Le recours sera admis et l'assistance juridique octroyée au recourant, avec effet au 6 octobre 2020, date de sa demande d'assistance juridique (art. 5 al. 1 RAJ.

4. Sauf exceptions non réalisées en l'espèce, il n'est pas perçu de frais judiciaires pour la procédure d'assistance juridique (art. 119 al. 6 CPC). Compte tenu de l'issue du litige, l'Etat de Genève sera condamné à verser au recourant 400 fr. à titre de dépens (ATF
140 III 501 consid. 4).

* * * * *


PAR CES MOTIFS,
LE VICE-PRÉSIDENT DE LA COUR :

A la forme :

Déclare recevable le recours formé par A______ contre la décision rendue le 9 octobre 2020 par la Vice-présidente du Tribunal de première instance dans la cause AC/2861/2020.

Au fond :

Annule la décision entreprise.

Cela fait :

Met A______ au bénéfice de l'assistance juridique pour la procédure C/1______/2020 à compter du 6 octobre 2020.

Déboute A______ de toutes autres conclusions.

Dit qu'il n'est pas perçu de frais judiciaires pour le recours.

Condamne l'Etat de Genève, soit pour lui les Services financiers du Pouvoir judiciaire, à verser la somme de 400 fr. à A______ à titre de dépens.
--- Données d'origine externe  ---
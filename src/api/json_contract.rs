use std::collections::HashSet;

use serde::{Deserialize, Serialize};
use serde_json::Value;
use tracing::{debug, warn};
use uuid::Uuid;

use crate::core::{Event, EventLink, Sentiment, parse_instant};
use crate::error::{TimelineError, TimelineResult};

/// Outcome counts for one JSON import.
#[derive(Debug, Clone, Copy, PartialEq, Eq, Default, Serialize, Deserialize)]
pub struct ImportReport {
    pub imported: usize,
    pub skipped: usize,
}

impl ImportReport {
    #[must_use]
    pub fn has_skipped(self) -> bool {
        self.skipped > 0
    }
}

#[derive(Debug, Clone, PartialEq)]
pub struct JsonImport {
    pub events: Vec<Event>,
    pub report: ImportReport,
}

/// Lenient shape of an incoming record; every field may be absent.
#[derive(Debug, Deserialize)]
#[serde(rename_all = "camelCase")]
struct RawEventRecord {
    #[serde(default)]
    id: Option<String>,
    #[serde(default)]
    title: Option<String>,
    #[serde(default)]
    description: Option<String>,
    #[serde(default)]
    start_date: Option<String>,
    #[serde(default)]
    end_date: Option<String>,
    #[serde(default)]
    lane: Option<String>,
    #[serde(default)]
    sentiment: Option<Sentiment>,
    #[serde(default)]
    links: Option<Vec<EventLink>>,
    #[serde(default)]
    tags: Option<Vec<String>>,
    #[serde(default)]
    color: Option<String>,
}

impl RawEventRecord {
    fn into_event(self) -> Result<Event, String> {
        let title = non_blank(self.title).ok_or("missing title")?;
        let lane = non_blank(self.lane).ok_or("missing lane")?;
        let start = self
            .start_date
            .as_deref()
            .ok_or("missing startDate")
            .and_then(|raw| parse_instant(raw).map_err(|_| "unparseable startDate"))?;
        let end = self
            .end_date
            .as_deref()
            .ok_or("missing endDate")
            .and_then(|raw| parse_instant(raw).map_err(|_| "unparseable endDate"))?;
        if end <= start {
            return Err("endDate must be after startDate".to_owned());
        }

        Ok(Event {
            id: non_blank(self.id).unwrap_or_else(|| Uuid::new_v4().to_string()),
            title,
            description: self.description,
            start,
            end,
            lane,
            sentiment: self.sentiment.unwrap_or_default(),
            links: self.links.unwrap_or_default(),
            tags: self.tags.unwrap_or_default(),
            color: self.color,
        })
    }
}

/// Parses an exported event list, keeping only valid records.
///
/// The payload must be a JSON array. Records without a title or lane, with
/// unparseable dates, with `endDate <= startDate`, or repeating an earlier
/// id are skipped and counted. Missing ids get a random UUID; missing
/// sentiment, links and tags fall back to neutral and empty lists.
pub fn parse_events_json(input: &str) -> TimelineResult<JsonImport> {
    let payload: Value = serde_json::from_str(input)
        .map_err(|e| TimelineError::InvalidData(format!("failed to parse events json: {e}")))?;
    let Value::Array(records) = payload else {
        return Err(TimelineError::InvalidData(
            "events json must be an array".to_owned(),
        ));
    };

    let mut events = Vec::with_capacity(records.len());
    let mut seen_ids = HashSet::with_capacity(records.len());
    let mut skipped = 0usize;

    for (index, record) in records.into_iter().enumerate() {
        let parsed = serde_json::from_value::<RawEventRecord>(record)
            .map_err(|e| e.to_string())
            .and_then(RawEventRecord::into_event)
            .and_then(|event| {
                if seen_ids.insert(event.id.clone()) {
                    Ok(event)
                } else {
                    Err(format!("duplicate id `{}`", event.id))
                }
            });

        match parsed {
            Ok(event) => events.push(event),
            Err(reason) => {
                skipped += 1;
                warn!(index, reason = %reason, "skipping invalid event record");
            }
        }
    }

    let report = ImportReport {
        imported: events.len(),
        skipped,
    };
    debug!(imported = report.imported, skipped, "parsed events json");
    Ok(JsonImport { events, report })
}

/// Pretty JSON export of the collection. An empty collection is rejected.
pub fn export_events_json(events: &[Event]) -> TimelineResult<String> {
    if events.is_empty() {
        return Err(TimelineError::InvalidData(
            "no events to export".to_owned(),
        ));
    }
    Ok(serde_json::to_string_pretty(events)?)
}

fn non_blank(value: Option<String>) -> Option<String> {
    value.filter(|text| !text.trim().is_empty())
}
Notifie une copie de la présente décision à A______ en l'Étude de Me Michael ANDERS (art. 137 CPC).

Siégeant :

Monsieur Patrick CHENAUX, Vice-président; Madame Maïté VALENTE, greffière.

 

 

 

 

 

Indication des voies de recours :

 

Conformément aux art. 72 ss de la loi fédérale sur le Tribunal fédéral du 17 juin 2005 (LTF; RS 173.110), la présente décision peut être portée dans les trente jours qui suivent sa notification avec expédition complète (art. 100 al. 1 LTF) par-devant le Tribunal fédéral par la voie du recours en matière civile.

 

Le recours doit être adressé au Tribunal fédéral, 1000 Lausanne 14.

 

Valeur litigieuse des conclusions pécuniaires au sens de la LTF indéterminée.